-- WHAT YOU ARE ASKED TO DO --
If a line contains the word "reduce", include it in the count; state how many such lines the listing has and nothing else.
%%
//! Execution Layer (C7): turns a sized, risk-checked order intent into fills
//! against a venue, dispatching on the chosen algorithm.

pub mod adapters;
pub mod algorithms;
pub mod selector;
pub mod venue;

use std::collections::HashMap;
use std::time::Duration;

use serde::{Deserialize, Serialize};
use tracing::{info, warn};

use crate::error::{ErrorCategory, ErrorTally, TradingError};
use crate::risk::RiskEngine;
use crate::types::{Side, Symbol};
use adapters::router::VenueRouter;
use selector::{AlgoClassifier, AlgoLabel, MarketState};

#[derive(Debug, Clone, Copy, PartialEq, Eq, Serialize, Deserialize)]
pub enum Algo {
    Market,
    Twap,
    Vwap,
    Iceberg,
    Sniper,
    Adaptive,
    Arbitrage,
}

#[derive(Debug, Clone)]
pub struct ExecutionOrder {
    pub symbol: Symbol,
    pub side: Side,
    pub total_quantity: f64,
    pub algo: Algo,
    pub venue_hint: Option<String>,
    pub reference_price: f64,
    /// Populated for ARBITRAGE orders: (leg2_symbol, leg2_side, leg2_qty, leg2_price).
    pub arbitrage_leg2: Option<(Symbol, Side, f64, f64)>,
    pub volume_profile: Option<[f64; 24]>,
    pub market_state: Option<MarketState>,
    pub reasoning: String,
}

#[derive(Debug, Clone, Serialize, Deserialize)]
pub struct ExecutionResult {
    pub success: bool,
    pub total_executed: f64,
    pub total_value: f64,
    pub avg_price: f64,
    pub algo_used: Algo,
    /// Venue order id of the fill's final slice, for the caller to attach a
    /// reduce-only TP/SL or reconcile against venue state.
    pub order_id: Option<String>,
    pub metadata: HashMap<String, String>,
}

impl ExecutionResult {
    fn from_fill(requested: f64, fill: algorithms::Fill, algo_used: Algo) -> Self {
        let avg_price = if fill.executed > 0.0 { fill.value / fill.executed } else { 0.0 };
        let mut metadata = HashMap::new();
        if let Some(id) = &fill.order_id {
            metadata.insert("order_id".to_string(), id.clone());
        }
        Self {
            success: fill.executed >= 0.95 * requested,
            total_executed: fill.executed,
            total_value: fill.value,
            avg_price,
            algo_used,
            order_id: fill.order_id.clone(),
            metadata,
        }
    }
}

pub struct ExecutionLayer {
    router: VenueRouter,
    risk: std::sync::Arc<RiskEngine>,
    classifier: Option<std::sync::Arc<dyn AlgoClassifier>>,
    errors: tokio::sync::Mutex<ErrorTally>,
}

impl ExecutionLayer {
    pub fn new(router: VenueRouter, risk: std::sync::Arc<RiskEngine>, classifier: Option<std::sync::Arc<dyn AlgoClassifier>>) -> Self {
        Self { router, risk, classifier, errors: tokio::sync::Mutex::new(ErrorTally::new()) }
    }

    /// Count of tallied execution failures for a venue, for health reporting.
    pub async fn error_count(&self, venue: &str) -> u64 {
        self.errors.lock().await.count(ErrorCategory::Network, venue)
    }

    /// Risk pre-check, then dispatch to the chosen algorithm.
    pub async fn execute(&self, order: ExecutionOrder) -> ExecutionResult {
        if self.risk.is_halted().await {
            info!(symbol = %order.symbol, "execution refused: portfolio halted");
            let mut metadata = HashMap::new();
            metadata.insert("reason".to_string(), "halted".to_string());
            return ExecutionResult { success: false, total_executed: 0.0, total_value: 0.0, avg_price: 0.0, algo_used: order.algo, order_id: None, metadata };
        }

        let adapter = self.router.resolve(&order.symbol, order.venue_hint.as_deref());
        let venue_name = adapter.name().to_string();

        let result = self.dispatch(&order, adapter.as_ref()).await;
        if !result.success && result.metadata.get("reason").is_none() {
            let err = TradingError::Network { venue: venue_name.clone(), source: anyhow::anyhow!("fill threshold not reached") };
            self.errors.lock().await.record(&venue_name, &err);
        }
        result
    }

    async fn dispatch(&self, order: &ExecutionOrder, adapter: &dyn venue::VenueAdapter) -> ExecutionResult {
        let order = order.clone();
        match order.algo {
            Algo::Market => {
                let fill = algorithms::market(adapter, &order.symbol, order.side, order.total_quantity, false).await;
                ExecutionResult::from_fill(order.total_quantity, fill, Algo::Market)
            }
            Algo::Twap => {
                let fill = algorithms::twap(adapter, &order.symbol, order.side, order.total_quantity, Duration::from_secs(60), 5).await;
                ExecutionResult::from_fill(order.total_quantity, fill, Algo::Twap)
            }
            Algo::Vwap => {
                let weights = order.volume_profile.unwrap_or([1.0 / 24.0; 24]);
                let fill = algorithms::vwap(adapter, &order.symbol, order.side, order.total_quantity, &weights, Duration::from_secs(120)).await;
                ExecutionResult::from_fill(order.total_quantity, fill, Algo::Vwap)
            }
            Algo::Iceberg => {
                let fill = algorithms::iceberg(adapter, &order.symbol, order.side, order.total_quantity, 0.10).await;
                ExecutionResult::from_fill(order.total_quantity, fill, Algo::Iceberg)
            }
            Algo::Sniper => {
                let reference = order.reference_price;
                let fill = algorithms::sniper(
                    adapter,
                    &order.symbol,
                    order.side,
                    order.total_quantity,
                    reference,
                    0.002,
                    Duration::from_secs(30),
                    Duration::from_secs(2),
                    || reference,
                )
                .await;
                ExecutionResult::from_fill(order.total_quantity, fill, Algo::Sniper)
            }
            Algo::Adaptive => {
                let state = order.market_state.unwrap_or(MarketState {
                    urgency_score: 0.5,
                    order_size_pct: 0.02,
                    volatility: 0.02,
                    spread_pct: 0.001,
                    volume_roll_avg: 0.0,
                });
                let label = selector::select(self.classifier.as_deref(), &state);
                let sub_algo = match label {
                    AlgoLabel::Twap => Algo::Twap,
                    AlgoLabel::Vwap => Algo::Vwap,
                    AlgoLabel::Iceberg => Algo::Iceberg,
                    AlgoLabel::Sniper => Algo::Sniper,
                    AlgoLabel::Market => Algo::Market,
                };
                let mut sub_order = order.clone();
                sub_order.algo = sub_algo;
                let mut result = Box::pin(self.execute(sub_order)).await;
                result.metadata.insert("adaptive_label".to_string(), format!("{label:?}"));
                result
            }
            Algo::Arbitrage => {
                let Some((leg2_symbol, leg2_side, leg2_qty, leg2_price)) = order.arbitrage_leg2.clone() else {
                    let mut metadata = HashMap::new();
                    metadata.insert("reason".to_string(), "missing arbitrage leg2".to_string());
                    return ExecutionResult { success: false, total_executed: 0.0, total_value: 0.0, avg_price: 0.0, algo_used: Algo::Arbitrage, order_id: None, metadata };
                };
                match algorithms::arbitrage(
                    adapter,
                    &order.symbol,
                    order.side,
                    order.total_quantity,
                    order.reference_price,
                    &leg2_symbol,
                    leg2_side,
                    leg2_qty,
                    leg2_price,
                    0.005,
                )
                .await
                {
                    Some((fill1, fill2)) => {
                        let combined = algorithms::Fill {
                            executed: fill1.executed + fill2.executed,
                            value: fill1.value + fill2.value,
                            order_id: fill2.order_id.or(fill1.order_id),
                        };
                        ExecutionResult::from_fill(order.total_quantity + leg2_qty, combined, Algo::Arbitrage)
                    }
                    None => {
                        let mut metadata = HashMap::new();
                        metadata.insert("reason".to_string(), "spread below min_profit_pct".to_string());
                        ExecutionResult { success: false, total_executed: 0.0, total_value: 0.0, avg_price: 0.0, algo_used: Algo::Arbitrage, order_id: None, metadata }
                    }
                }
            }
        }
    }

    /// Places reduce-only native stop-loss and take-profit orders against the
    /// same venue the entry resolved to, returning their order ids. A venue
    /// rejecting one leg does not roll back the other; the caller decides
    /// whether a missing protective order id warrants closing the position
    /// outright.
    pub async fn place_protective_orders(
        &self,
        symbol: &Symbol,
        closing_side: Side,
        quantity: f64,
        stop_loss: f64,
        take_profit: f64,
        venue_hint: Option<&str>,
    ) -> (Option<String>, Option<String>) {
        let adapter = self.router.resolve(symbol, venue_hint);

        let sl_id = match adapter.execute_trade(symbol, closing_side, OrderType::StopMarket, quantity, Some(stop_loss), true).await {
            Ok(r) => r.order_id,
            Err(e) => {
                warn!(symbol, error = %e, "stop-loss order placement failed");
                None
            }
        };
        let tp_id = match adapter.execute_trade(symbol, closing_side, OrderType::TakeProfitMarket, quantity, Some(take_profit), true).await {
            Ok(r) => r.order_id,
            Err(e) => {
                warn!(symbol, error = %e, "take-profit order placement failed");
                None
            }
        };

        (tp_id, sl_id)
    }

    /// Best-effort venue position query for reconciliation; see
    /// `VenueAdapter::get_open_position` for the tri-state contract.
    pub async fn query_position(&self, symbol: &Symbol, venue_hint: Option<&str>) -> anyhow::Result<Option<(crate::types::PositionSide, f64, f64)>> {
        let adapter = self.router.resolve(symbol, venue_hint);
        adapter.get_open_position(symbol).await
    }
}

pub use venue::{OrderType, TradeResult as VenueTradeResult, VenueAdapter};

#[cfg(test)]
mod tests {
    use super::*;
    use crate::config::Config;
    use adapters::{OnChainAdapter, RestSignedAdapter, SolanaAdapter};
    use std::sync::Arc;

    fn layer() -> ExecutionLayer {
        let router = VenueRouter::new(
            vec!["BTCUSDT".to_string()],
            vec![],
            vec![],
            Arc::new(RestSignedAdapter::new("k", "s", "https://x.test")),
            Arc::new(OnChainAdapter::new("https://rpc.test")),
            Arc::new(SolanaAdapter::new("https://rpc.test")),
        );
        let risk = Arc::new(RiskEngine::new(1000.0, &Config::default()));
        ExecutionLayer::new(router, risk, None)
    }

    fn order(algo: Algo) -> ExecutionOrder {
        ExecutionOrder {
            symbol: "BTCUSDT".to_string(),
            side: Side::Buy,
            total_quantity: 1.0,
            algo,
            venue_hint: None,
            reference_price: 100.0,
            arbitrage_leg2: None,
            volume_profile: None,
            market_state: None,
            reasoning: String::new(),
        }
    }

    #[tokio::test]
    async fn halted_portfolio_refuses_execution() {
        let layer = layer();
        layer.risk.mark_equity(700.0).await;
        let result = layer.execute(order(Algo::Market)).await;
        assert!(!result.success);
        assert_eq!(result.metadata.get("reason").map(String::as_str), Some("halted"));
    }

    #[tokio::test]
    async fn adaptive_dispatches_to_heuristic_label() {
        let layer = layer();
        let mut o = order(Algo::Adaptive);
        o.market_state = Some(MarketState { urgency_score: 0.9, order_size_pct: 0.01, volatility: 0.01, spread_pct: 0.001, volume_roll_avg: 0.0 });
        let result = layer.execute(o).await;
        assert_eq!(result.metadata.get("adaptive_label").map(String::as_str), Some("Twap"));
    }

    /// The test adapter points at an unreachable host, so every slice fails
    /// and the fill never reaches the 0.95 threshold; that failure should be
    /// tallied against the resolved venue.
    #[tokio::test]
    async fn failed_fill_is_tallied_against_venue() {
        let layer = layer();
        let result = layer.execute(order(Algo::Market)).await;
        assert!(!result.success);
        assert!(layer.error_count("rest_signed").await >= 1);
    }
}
%%
%%
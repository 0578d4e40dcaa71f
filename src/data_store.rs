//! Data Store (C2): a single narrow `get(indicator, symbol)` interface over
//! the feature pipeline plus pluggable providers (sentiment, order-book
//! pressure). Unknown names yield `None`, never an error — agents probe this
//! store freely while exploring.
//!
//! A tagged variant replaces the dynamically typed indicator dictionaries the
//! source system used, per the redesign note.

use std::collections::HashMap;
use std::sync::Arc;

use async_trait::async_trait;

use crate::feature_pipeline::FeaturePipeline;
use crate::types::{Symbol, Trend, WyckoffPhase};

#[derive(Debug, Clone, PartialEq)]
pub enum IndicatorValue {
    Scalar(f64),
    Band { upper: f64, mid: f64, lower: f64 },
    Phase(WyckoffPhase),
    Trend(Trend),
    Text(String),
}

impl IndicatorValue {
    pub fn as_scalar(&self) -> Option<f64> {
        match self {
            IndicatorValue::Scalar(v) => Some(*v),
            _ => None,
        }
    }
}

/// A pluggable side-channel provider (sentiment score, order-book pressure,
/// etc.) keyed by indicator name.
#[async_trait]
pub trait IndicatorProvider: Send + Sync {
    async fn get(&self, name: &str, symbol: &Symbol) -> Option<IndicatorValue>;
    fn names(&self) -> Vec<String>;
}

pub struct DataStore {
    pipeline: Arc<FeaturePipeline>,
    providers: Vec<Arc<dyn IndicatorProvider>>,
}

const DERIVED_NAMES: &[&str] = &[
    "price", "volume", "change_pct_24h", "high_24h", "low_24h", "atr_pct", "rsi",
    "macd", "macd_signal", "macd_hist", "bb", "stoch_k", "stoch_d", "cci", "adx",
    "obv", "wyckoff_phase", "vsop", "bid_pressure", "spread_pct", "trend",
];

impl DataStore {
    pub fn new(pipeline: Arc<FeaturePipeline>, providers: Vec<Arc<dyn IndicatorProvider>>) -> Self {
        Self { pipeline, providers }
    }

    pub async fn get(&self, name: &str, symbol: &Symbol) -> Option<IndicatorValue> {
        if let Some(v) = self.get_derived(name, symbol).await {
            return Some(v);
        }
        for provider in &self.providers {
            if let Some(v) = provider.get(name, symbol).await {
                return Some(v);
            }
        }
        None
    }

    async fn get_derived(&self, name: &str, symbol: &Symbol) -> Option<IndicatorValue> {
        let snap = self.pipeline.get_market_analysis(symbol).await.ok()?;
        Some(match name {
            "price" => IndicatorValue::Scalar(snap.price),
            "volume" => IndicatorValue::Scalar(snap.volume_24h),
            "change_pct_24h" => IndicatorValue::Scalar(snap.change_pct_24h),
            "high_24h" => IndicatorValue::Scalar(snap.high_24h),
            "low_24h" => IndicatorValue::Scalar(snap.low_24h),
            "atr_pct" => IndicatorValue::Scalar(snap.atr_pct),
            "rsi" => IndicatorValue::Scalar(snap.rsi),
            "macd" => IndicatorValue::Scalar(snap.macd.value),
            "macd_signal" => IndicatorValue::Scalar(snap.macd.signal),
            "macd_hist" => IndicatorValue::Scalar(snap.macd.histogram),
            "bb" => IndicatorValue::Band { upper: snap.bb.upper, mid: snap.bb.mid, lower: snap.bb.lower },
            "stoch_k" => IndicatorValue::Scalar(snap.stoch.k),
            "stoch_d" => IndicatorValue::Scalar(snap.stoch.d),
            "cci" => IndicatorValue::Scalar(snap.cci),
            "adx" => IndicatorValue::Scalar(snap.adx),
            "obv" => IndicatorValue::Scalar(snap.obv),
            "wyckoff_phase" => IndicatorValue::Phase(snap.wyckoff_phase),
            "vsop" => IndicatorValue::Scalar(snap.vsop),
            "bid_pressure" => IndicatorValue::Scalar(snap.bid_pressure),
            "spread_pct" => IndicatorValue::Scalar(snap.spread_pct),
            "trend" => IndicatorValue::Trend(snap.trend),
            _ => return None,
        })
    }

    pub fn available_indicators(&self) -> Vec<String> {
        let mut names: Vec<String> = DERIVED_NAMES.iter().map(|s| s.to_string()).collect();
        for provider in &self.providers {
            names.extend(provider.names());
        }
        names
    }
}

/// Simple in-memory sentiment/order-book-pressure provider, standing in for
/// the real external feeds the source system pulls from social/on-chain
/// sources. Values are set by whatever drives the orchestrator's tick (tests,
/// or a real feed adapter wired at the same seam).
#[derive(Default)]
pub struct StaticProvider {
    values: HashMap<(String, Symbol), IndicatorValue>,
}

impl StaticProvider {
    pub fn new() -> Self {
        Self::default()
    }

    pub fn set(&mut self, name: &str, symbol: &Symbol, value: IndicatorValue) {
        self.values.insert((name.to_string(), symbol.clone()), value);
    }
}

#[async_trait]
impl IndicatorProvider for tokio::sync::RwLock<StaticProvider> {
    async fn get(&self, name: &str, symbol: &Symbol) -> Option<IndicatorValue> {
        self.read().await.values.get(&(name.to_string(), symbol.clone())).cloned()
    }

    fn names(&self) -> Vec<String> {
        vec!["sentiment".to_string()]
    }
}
%%
-- WORKED SOLUTION --
2